Contrary to what is generally projected by the Industry Associations and a section of the press, environmental laws are not the cause of slow economic growth. Rather speedy and hasty approvals have been the cause of both environmental, social and economic loss and damage. It is imperative to focus on some facts which would be relevant.
- The Ministry of Environment and Forest and its various expert committees never reject a project totally. Even if the approval is declined in one meeting it is presented in a subsequent meeting with minor modification. One can cite the recent case of Dibang Hydro Electric project in Arunachal Pradesh which was recommended for forest clearance despite being rejected twice by the Forest Advisory Committee.
- On an average 333 acres of Forest Land is diverted each day by the Ministry of Environment and Forest under the Forest (Conservation) Act, 1980. This does not include forest land below 40 hectres and those illegally diverted. [See report of EIA Response Centre in Annexure I or at: http://www.ercindia.org/index.php/erc-in-news/national-news/816-india-losing-135-hectares-forest-daily-rti and http://www.ercindia.org/index.php/714]. India already has a very high rate of forest loss.
- An analysis of the approvals granted by the Regional Office of the MoEF based on recommendation of State Advisory group, the rate of approval is 78 Percent [See report of EIA Response Centre, study from January to April, 2014 at Annexure IIm, see the end of the blog]
- The Expert Advisory Committee (EAC) constituted under the EIA Notification 2006 undertakes the task of appraisal at remarkable speed and hasty manner. It is worth quoting from the Judgments of Courts and Tribunals on the manner in which appraisal is done by the Expert Committees.
A. Samata Versus Union of India [National Green Tribunal , Appeal No 9 of 2011,] [Thermal Power Plant in Andhra Pradesh]
‘For a huge project as the one in the instant case, a thermal power plant with an estimated cost of Rs. 11,838 crore, covering a total area of 1675 acres of land, the consideration for approval has been done in such a cursory and arbitrary manner even without taking note of the implication and importance of environmental issues. On the same day the EAC took for appraisal not only the thermal power plant in question, but also other projects which would be indicative of the haste and speedy exercise of its function of appraisal of the project.
B. Utkarsh Mandal Versus Union of India
“As regards the functioning of the EAC, from the response of the MoEF to the RTI application referred to hereinbefore, it appears that the EAC granted as many as 410 mining approvals in the first six months of 2009. This is indeed a very large number of approvals in a fairly short time. We were informed that the EAC usually takes up the applications seeking environmental clearance in bulk and several projects are given clearance in one day. This comes across as an unsatisfactory state of affairs. The unseemly rush to grant environmental clearances for several mining projects in a single day should not be at the cost of environment itself. The spirit of the EAC has to be respected. We do not see how more than five applications for EIA clearance can be taken up for consideration at a single meeting of the EAC. This is another matter which deserves serious consideration at the hands of MoEF.”

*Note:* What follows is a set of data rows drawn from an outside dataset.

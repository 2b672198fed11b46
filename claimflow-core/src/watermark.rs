//! Tracks sequence numbers that were admitted but are not yet durable in the claims store, and
//! derives the safe resume point from them.
//!
//! Partitions complete batches concurrently and out of admission order, so the tracker cannot
//! just remember the last written sequence number. Instead it keeps the active sequence numbers
//! in an ordered set. The lowest active sequence number is the first gap in durability, and
//! everything strictly below it has been written.
//!
//! ```text
//! admitted:  1 2 3 4 5 6 7 8 9 10
//! written:   1 2 3 . 5 6 . . . .
//! active:          4     7 8 9 10
//! safe resume point = 4 - 1 = 3
//! ```

use std::collections::BTreeSet;

use parking_lot::Mutex;
use tracing::warn;

#[derive(Debug)]
struct State {
    active: BTreeSet<i64>,
    highest_admitted: i64,
}

/// Shared between the producer (which adds) and every partition (which removes). Each operation
/// takes a single lock, so adds and removes are individually atomic.
#[derive(Debug)]
pub(crate) struct WatermarkTracker {
    state: Mutex<State>,
}

impl WatermarkTracker {
    /// `initial` is the checkpoint restored at startup, it is reported while nothing is active.
    pub(crate) fn new(initial: i64) -> Self {
        WatermarkTracker {
            state: Mutex::new(State {
                active: BTreeSet::new(),
                highest_admitted: initial,
            }),
        }
    }

    /// Marks `sequence_number` as admitted and not yet durable.
    pub(crate) fn add_active(&self, sequence_number: i64) {
        let mut state = self.state.lock();
        if !state.active.insert(sequence_number) {
            warn!(sequence_number, "Sequence number is already active");
            debug_assert!(false, "sequence number {sequence_number} added twice");
        }
        state.highest_admitted = state.highest_admitted.max(sequence_number);
    }

    /// Marks `sequence_number` as durable. Removing a sequence number that is not active is a
    /// bug in the caller, it is ignored in release builds so the watermark is not corrupted.
    pub(crate) fn remove_written(&self, sequence_number: i64) {
        let mut state = self.state.lock();
        if !state.active.remove(&sequence_number) {
            warn!(
                sequence_number,
                "Ignoring removal of a sequence number that is not active"
            );
            debug_assert!(false, "sequence number {sequence_number} is not active");
        }
    }

    /// Highest sequence number at or below which everything has been written.
    pub(crate) fn safe_resume_point(&self) -> i64 {
        let state = self.state.lock();
        match state.active.first() {
            Some(lowest) => lowest - 1,
            None => state.highest_admitted,
        }
    }

    pub(crate) fn active_count(&self) -> usize {
        self.state.lock().active.len()
    }
}
use std::env;
use std::error::Error;

use claimflow_core::SinkConfig;
use tracing::{error, info};

mod cmdline;
mod generator;
mod setup_tracing;

#[tokio::main]
async fn main() -> Result<(), Box<dyn Error>> {
    setup_tracing::register();

    if let Err(e) = run().await {
        error!("{e:?}");
        return Err(e);
    }
    info!("Exiting...");

    Ok(())
}

async fn run() -> Result<(), Box<dyn Error>> {
    let matches = cmdline::root_cli().get_matches();
    match matches.subcommand() {
        Some(("generate", args)) => {
            let args = cmdline::generator_args(args);
            let config = SinkConfig::load(env::vars())?;
            info!(?args, ?config, "Starting generator");
            generator::run(args, config)
                .await
                .map_err(|e| format!("Error running generator: {e:?}"))?;
        }
        Some((name, _)) => return Err(format!("unknown subcommand {name}").into()),
        None => return Err("missing subcommand".into()),
    }
    Ok(())
}
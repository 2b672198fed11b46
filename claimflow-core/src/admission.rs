//! Bounds the number of messages admitted into the sink but not yet written to the claims store.
//!
//! Each admitted message holds one permit of a [Semaphore] until the batch containing it
//! completes, at which point the permits for the whole batch are released with
//! [AdmissionController::allow]. A producer calling [AdmissionController::reserve] while every
//! permit is taken waits until a batch completes. Dropping the `reserve` future cancels the wait.

use parking_lot::Mutex;
use tokio::sync::{Semaphore, SemaphorePermit, mpsc};

use crate::error::{Error, Result};

pub(crate) struct AdmissionController<T> {
    capacity: usize,
    semaphore: Semaphore,
    /// `None` once admission is completed.
    sender: Mutex<Option<mpsc::UnboundedSender<T>>>,
}

impl<T> AdmissionController<T> {
    /// Creates the controller along with the receiving end of admitted items.
    pub(crate) fn new(capacity: usize) -> (Self, mpsc::UnboundedReceiver<T>) {
        // the channel itself does not need a bound, the semaphore is the bound.
        let (tx, rx) = mpsc::unbounded_channel();
        (
            AdmissionController {
                capacity,
                semaphore: Semaphore::new(capacity),
                sender: Mutex::new(Some(tx)),
            },
            rx,
        )
    }

    /// Waits for one unit of capacity. Dropping the returned future, or the reservation, gives
    /// the capacity back.
    pub(crate) async fn reserve(&self) -> Result<Reservation<'_, T>> {
        let permit = self
            .semaphore
            .acquire()
            .await
            .map_err(|_| Error::Admission("admission is closed".to_string()))?;
        Ok(Reservation {
            permit,
            controller: self,
        })
    }

    /// Sends `item` without taking capacity, used for control messages.
    pub(crate) fn send_control(&self, item: T) -> Result<()> {
        if self.is_closed() {
            return Err(Error::Admission("admission is closed".to_string()));
        }
        self.send(item)
    }

    fn send(&self, item: T) -> Result<()> {
        let guard = self.sender.lock();
        let Some(sender) = guard.as_ref() else {
            return Err(Error::Admission("admission is completed".to_string()));
        };
        sender
            .send(item)
            .map_err(|_| Error::Admission("receiver of admitted messages is gone".to_string()))
    }

    /// Releases `n` units of capacity.
    pub(crate) fn allow(&self, n: usize) {
        if n > 0 {
            self.semaphore.add_permits(n);
        }
    }

    /// No more items will be admitted. The receiver drains what is already queued and then ends.
    pub(crate) fn complete(&self) {
        self.sender.lock().take();
    }

    /// Fails every waiting and future reservation.
    pub(crate) fn close(&self) {
        self.semaphore.close();
    }

    pub(crate) fn is_closed(&self) -> bool {
        self.semaphore.is_closed()
    }

    /// Admitted items whose capacity has not been released yet.
    pub(crate) fn outstanding(&self) -> usize {
        self.capacity.saturating_sub(self.semaphore.available_permits())
    }
}

/// Capacity reserved for one item.
pub(crate) struct Reservation<'a, T> {
    permit: SemaphorePermit<'a>,
    controller: &'a AdmissionController<T>,
}

impl<T> Reservation<'_, T> {
    /// Admits `item` using the reserved capacity.
    pub(crate) fn send(self, item: T) -> Result<()> {
        self.controller.send(item)?;
        // the permit is returned through allow() when the item's batch completes
        self.permit.forget();
        Ok(())
    }
}

#[cfg(test)]
mod tests {
    use std::sync::Arc;
    use std::time::Duration;

    use tokio::time::timeout;

    use super::*;

    async fn emit<T>(admission: &AdmissionController<T>, item: T) -> Result<()> {
        admission.reserve().await?.send(item)
    }

    #[tokio::test]
    async fn test_emit_blocks_at_capacity() {
        let (admission, mut rx) = AdmissionController::new(3);
        let admission = Arc::new(admission);

        for i in 0..3 {
            emit(&admission, i).await.unwrap();
        }
        assert_eq!(admission.outstanding(), 3);

        // the fourth emit has no capacity left
        let blocked = timeout(Duration::from_millis(100), emit(&admission, 3)).await;
        assert!(blocked.is_err(), "emit should block at capacity");

        let producer = tokio::spawn({
            let admission = Arc::clone(&admission);
            async move { emit(&admission, 3).await }
        });
        tokio::time::sleep(Duration::from_millis(50)).await;
        assert!(!producer.is_finished());

        admission.allow(1);
        timeout(Duration::from_secs(1), producer)
            .await
            .expect("emit should resume once capacity is released")
            .unwrap()
            .unwrap();

        for expected in 0..4 {
            assert_eq!(rx.recv().await, Some(expected));
        }
    }

    #[tokio::test]
    async fn test_control_does_not_take_capacity() {
        let (admission, mut rx) = AdmissionController::new(1);
        emit(&admission, "data").await.unwrap();
        admission.send_control("flush").unwrap();
        admission.send_control("flush").unwrap();
        assert_eq!(admission.outstanding(), 1);

        assert_eq!(rx.recv().await, Some("data"));
        assert_eq!(rx.recv().await, Some("flush"));
        assert_eq!(rx.recv().await, Some("flush"));
    }

    #[tokio::test]
    async fn test_close_fails_blocked_emit() {
        let (admission, _rx) = AdmissionController::new(1);
        let admission = Arc::new(admission);
        emit(&admission, 1).await.unwrap();

        let producer = tokio::spawn({
            let admission = Arc::clone(&admission);
            async move { emit(&admission, 2).await }
        });
        tokio::time::sleep(Duration::from_millis(50)).await;
        admission.close();

        let result = timeout(Duration::from_secs(1), producer).await.unwrap().unwrap();
        assert!(matches!(result, Err(Error::Admission(_))));
        assert!(admission.is_closed());
        assert!(admission.send_control(3).is_err());
    }

    #[tokio::test]
    async fn test_dropped_reservation_returns_capacity() {
        let (admission, mut rx) = AdmissionController::new(1);
        let reservation = admission.reserve().await.unwrap();
        assert_eq!(admission.outstanding(), 1);
        drop(reservation);
        assert_eq!(admission.outstanding(), 0);

        admission.reserve().await.unwrap().send(7).unwrap();
        assert_eq!(admission.outstanding(), 1);
        assert_eq!(rx.recv().await, Some(7));
    }

    #[tokio::test]
    async fn test_complete_ends_receiver() {
        let (admission, mut rx) = AdmissionController::new(4);
        emit(&admission, 1).await.unwrap();
        admission.complete();

        assert!(matches!(emit(&admission, 2).await, Err(Error::Admission(_))));
        assert_eq!(rx.recv().await, Some(1));
        assert_eq!(rx.recv().await, None);
    }
}
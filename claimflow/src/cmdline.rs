use clap::{Arg, ArgMatches, Command, value_parser};

use crate::generator::{GeneratorArgs, StoreKind};

const DEFAULT_COUNT: u64 = 1_000;
const DEFAULT_KEYS: u64 = 100;
const DEFAULT_VERSION: &str = "v1";

pub(super) fn root_cli() -> Command {
    Command::new("claimflow")
        .about("Claimflow writes ordered claim updates to a claims store")
        .subcommand_required(true)
        .arg_required_else_help(true)
        .subcommand(add_generate_subcommand())
}

fn add_generate_subcommand() -> Command {
    Command::new("generate")
        .about("Feeds synthetic claim updates through the sink")
        .arg(
            Arg::new("count")
                .long("count")
                .help("Number of updates to generate")
                .value_parser(value_parser!(u64).range(1..))
                .default_value("1000"),
        )
        .arg(
            Arg::new("keys")
                .long("keys")
                .help("Number of distinct claim keys the updates cycle over")
                .value_parser(value_parser!(u64).range(1..))
                .default_value("100"),
        )
        .arg(
            Arg::new("store")
                .long("store")
                .help("Claims store to write to")
                .value_parser(["memory", "log"])
                .default_value("memory"),
        )
        .arg(
            Arg::new("version")
                .long("version")
                .help("Upstream format version attached to every update")
                .default_value(DEFAULT_VERSION),
        )
}

pub(super) fn generator_args(matches: &ArgMatches) -> GeneratorArgs {
    let store = match matches.get_one::<String>("store").map(String::as_str) {
        Some("log") => StoreKind::Log,
        _ => StoreKind::Memory,
    };
    GeneratorArgs {
        count: matches.get_one::<u64>("count").copied().unwrap_or(DEFAULT_COUNT),
        keys: matches.get_one::<u64>("keys").copied().unwrap_or(DEFAULT_KEYS),
        store,
        version: matches
            .get_one::<String>("version")
            .cloned()
            .unwrap_or_else(|| DEFAULT_VERSION.to_string()),
    }
}

#[cfg(test)]
mod tests {
    use super::*;

    #[test]
    fn verify_cli() {
        root_cli().debug_assert();
    }

    #[test]
    fn test_generate_defaults() {
        let matches = root_cli().try_get_matches_from(["claimflow", "generate"]).unwrap();
        let (name, args) = matches.subcommand().unwrap();
        assert_eq!(name, "generate");

        let args = generator_args(args);
        assert_eq!(args.count, DEFAULT_COUNT);
        assert_eq!(args.keys, DEFAULT_KEYS);
        assert_eq!(args.store, StoreKind::Memory);
        assert_eq!(args.version, "v1");
    }

    #[test]
    fn test_generate_args() {
        let matches = root_cli()
            .try_get_matches_from([
                "claimflow",
                "generate",
                "--count",
                "50",
                "--keys",
                "5",
                "--store",
                "log",
                "--version",
                "v7",
            ])
            .unwrap();
        let args = generator_args(matches.subcommand_matches("generate").unwrap());
        assert_eq!(args.count, 50);
        assert_eq!(args.keys, 5);
        assert_eq!(args.store, StoreKind::Log);
        assert_eq!(args.version, "v7");
    }

    #[test]
    fn test_invalid_args() {
        assert!(root_cli().try_get_matches_from(["claimflow"]).is_err());
        assert!(
            root_cli()
                .try_get_matches_from(["claimflow", "generate", "--keys", "0"])
                .is_err()
        );
        assert!(
            root_cli()
                .try_get_matches_from(["claimflow", "generate", "--store", "postgres"])
                .is_err()
        );
    }
}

C. Gauraxa Hitraxa Pauchav Trust Vs Union of India [Appeal No 47 of 2012 of NGT] [Pipava port, Gujarat]
“The relevant observations in the EAC meeting reveal that the presentation made by the Project Proponent was accepted as “gospel truth””
D. Sreeranganathan K.P and ors Vs Union of India : [Appeal No 172 -174 of 2013] [Aranmula Airport, Kerala]

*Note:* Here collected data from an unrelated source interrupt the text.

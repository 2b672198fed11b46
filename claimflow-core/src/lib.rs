//! Claimflow ingests an ordered stream of claim updates and writes them to a claims store.
//!
//! Updates are partitioned by claim key so every key is applied in arrival order by a single
//! writer, batched per partition, and checkpointed with a watermark that only advances past
//! sequence numbers that are durable. A restart resumes after the last checkpoint without losing
//! or skipping unwritten updates. The producer is backpressured once too many updates are in
//! flight.
//!
//! ```text
//! let mut sink = ClaimSinkBuilder::new(SinkConfig::default(), || Ok(MemoryStore::new()))
//!     .build()
//!     .await?;
//! sink.write_messages("v1", updates).await?;
//! sink.close().await?;
//! ```

/// Custom Error handling.
mod error;
pub use error::{Error, Result};

/// Sink configuration.
mod config;
pub use config::SinkConfig;

/// Claims store trait and builtin stores.
mod store;
pub use store::{Claim, ClaimStore, ClaimUpdate, LocalClaimStore, LogStore, MemoryStore};

/// Control messages flowing from admission to the partitions.
mod message;
pub use message::{FLUSH_SEQUENCE_NUMBER, IDLE_SEQUENCE_NUMBER};

/// Prometheus metrics.
mod metrics;
pub use metrics::encode_metrics;

mod admission;
mod checkpoint;
mod partitioner;
mod watermark;
mod writer;

/// The sink orchestrating partitions, admission and checkpoints.
mod sink;
pub use sink::{ClaimSink, ClaimSinkBuilder};
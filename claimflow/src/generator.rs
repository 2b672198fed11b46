//! Synthetic upstream source. Generates claim updates cycling over a fixed set of claim keys and
//! pushes them through a [claimflow_core::ClaimSink], resuming after the checkpoint the store holds.

use std::error::Error;
use std::future::Future;
use std::pin::pin;
use std::time::Duration;

use bytes::Bytes;
use claimflow_core::{
    ClaimSinkBuilder, ClaimStore, ClaimUpdate, LogStore, MemoryStore, SinkConfig, encode_metrics,
};
use tokio::signal;
use tokio_stream::StreamExt;
use tracing::{error, info};

/// Upper bound on how long a partially filled chunk of updates waits before it is written.
const CHUNK_TIMEOUT: Duration = Duration::from_millis(100);

#[derive(Debug, Clone, Copy, PartialEq)]
pub(crate) enum StoreKind {
    Memory,
    Log,
}

#[derive(Debug, Clone)]
pub(crate) struct GeneratorArgs {
    pub(crate) count: u64,
    pub(crate) keys: u64,
    pub(crate) store: StoreKind,
    pub(crate) version: String,
}

/// Builds the update with `sequence_number`. Every tenth update has an empty payload, which the
/// builtin memory store rejects.
fn claim_update(sequence_number: i64, keys: u64) -> ClaimUpdate {
    let key = format!("claim-{}", sequence_number.unsigned_abs() % keys);
    let payload = if sequence_number % 10 == 0 {
        Bytes::new()
    } else {
        Bytes::from(format!("update {sequence_number} of {key}"))
    };
    ClaimUpdate::new(key, sequence_number, payload)
}

/// Every store handed out shares the state of `store`.
fn memory_factory(store: MemoryStore) -> impl FnMut() -> claimflow_core::Result<MemoryStore> {
    move || Ok(store.clone())
}

pub(crate) async fn run(args: GeneratorArgs, config: SinkConfig) -> Result<(), Box<dyn Error>> {
    match args.store {
        StoreKind::Memory => {
            let store = MemoryStore::new();
            let factory = memory_factory(store.clone());
            generate(&args, config, factory, shutdown_signal()).await?;
            info!(claims = store.claim_count(), "Claims held by the memory store");
        }
        StoreKind::Log => {
            generate(&args, config, || Ok(LogStore::default()), shutdown_signal()).await?;
        }
    }
    Ok(())
}

/// Writes `args.count` updates in chunks of the configured batch size until done or until
/// `shutdown` resolves, then shuts the sink down.
async fn generate<S, F>(
    args: &GeneratorArgs,
    config: SinkConfig,
    factory: F,
    shutdown: impl Future<Output = ()>,
) -> Result<(), Box<dyn Error>>
where
    S: ClaimStore<Message = ClaimUpdate> + Send + 'static,
    F: FnMut() -> claimflow_core::Result<S>,
{
    let chunk_size = config.batch_size;
    let mut sink = ClaimSinkBuilder::new(config, factory).build().await?;

    let start = sink.safe_resume_point() + 1;
    let end = start.saturating_add(i64::try_from(args.count)?);
    info!(start, count = args.count, keys = args.keys, "Generating claim updates");

    let keys = args.keys;
    let updates = tokio_stream::iter(start..end).map(move |seq| claim_update(seq, keys));
    let mut chunks = pin!(updates.chunks_timeout(chunk_size, CHUNK_TIMEOUT));
    let mut shutdown = pin!(shutdown);

    let mut written = 0;
    let produced = loop {
        tokio::select! {
            _ = &mut shutdown => {
                info!("Shutdown signal received, stopping generator");
                break Ok(());
            }
            chunk = chunks.next() => match chunk {
                Some(chunk) => match sink.write_messages(&args.version, chunk).await {
                    Ok(processed) => written += processed,
                    Err(e) => break Err(e),
                },
                None => break Ok(()),
            },
        }
    };
    if let Err(e) = &produced {
        error!(?e, "Failed to write claim updates");
    }

    // shut down even when producing failed, so buffered claims still get written
    let closed = sink.close().await;
    written += sink.processed_count().unwrap_or(0);
    info!(written, checkpoint = sink.safe_resume_point(), "Generator finished");
    info!("Metrics:\n{}", encode_metrics()?);

    produced?;
    closed?;
    Ok(())
}

async fn shutdown_signal() {
    let ctrl_c = async {
        match signal::ctrl_c().await {
            Ok(()) => info!("Received Ctrl+C signal"),
            Err(e) => {
                error!(?e, "Failed to install Ctrl+C handler");
                std::future::pending::<()>().await;
            }
        }
    };

    let terminate = async {
        match signal::unix::signal(signal::unix::SignalKind::terminate()) {
            Ok(mut terminate) => {
                terminate.recv().await;
                info!("Received terminate signal");
            }
            Err(e) => {
                error!(?e, "Failed to install signal handler");
                std::future::pending::<()>().await;
            }
        }
    };

    tokio::select! {
        _ = ctrl_c => {},
        _ = terminate => {},
    }
}
//! Maps a claim key onto one of a fixed set of partitions. The mapping only depends on the key
//! and the number of partitions, so it is stable across calls and across restarts.

use xxhash_rust::xxh32::xxh32;

use crate::error::{Error, Result};

const HASH_SEED: u32 = 0;
const NON_NEGATIVE_MAX: u32 = i32::MAX as u32;

pub(crate) struct KeyPartitioner<T> {
    partitions: Vec<T>,
    /// Width of the hash range owned by each partition.
    bucket_size: u32,
    /// Hashes are folded below this bound, a multiple of the partition count, so every partition
    /// owns a range of exactly `bucket_size` values.
    hash_limit: u32,
}

impl<T> KeyPartitioner<T> {
    pub(crate) fn new(partitions: Vec<T>) -> Result<Self> {
        if partitions.is_empty() {
            return Err(Error::Config(
                "key partitioner needs at least one partition".to_string(),
            ));
        }
        let count = u32::try_from(partitions.len())
            .ok()
            .filter(|count| *count <= NON_NEGATIVE_MAX)
            .ok_or_else(|| Error::Config(format!("too many partitions: {}", partitions.len())))?;

        let bucket_size = NON_NEGATIVE_MAX / count;
        Ok(Self {
            partitions,
            bucket_size,
            hash_limit: bucket_size * count,
        })
    }

    /// Index of the partition owning `key`.
    pub(crate) fn partition_index(&self, key: &str) -> usize {
        let hash = xxh32(key.as_bytes(), HASH_SEED) & NON_NEGATIVE_MAX;
        ((hash % self.hash_limit) / self.bucket_size) as usize
    }

    #[allow(clippy::indexing_slicing)] // partition_index is always below the partition count
    pub(crate) fn partition_for(&self, key: &str) -> &T {
        &self.partitions[self.partition_index(key)]
    }

    pub(crate) fn partitions(&self) -> &[T] {
        &self.partitions
    }
}

#[cfg(test)]
#[allow(clippy::indexing_slicing)]
mod tests {
    use super::*;

    #[test]
    fn test_empty_partitions() {
        assert!(KeyPartitioner::<usize>::new(vec![]).is_err());
    }

    #[test]
    fn test_single_partition() {
        let partitioner = KeyPartitioner::new(vec!["only"]).unwrap();
        for key in ["", "a", "claim-1", "some-much-longer-claim-key"] {
            assert_eq!(*partitioner.partition_for(key), "only");
        }
    }

    #[test]
    fn test_deterministic() {
        let partitioner = KeyPartitioner::new((0..7).collect::<Vec<usize>>()).unwrap();
        let other = KeyPartitioner::new((0..7).collect::<Vec<usize>>()).unwrap();
        for i in 0..1_000 {
            let key = format!("claim-{i}");
            let first = *partitioner.partition_for(&key);
            assert_eq!(first, *partitioner.partition_for(&key));
            assert_eq!(first, *other.partition_for(&key));
            assert!(first < 7);
        }
    }

    #[test]
    fn test_distribution() {
        let partitions = 5;
        let keys = 50_000;
        let partitioner = KeyPartitioner::new((0..partitions).collect::<Vec<usize>>()).unwrap();

        let mut counts = vec![0usize; partitions];
        for i in 0..keys {
            counts[partitioner.partition_index(&format!("{i:08}-claim"))] += 1;
        }

        let expected = keys / partitions;
        for count in counts {
            let deviation = count.abs_diff(expected) as f64 / expected as f64;
            assert!(deviation < 0.05, "partition skewed: {count} vs {expected}");
        }
    }
}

“The Tribunal is able to notice a thorough failure on the part of the EAC in performing its duty of proper consideration and evaluation of the project by making a detailed scrutiny before approving the same……The EAC is constituted consisting of a Chairman and number of members who are experts from different fields only with the sole objective of national interest in order to ensure establishment of new projects or expansion of already existing activity without affecting the ecological and environmental conditions. Thus, a duty is cast upon the EAC or SEAC as the case may be to apply the cardinal and Principle of Sustainable Development and Principle of Precaution while screening, scoping and appraisal of the projects or activities. While so, it is evident in the instant case that the EAC has miserably failed in the performance of its duty not only as mandated by the EIA Notification, 2006, but has also disappointed the legal expectations from the same.
The above list is only illustrative and there are many other judgments reflecting the situation with respect to haste with which approvals are granted.
While undertaking any review the Committee must keep into account the following facts, issues and ground realities.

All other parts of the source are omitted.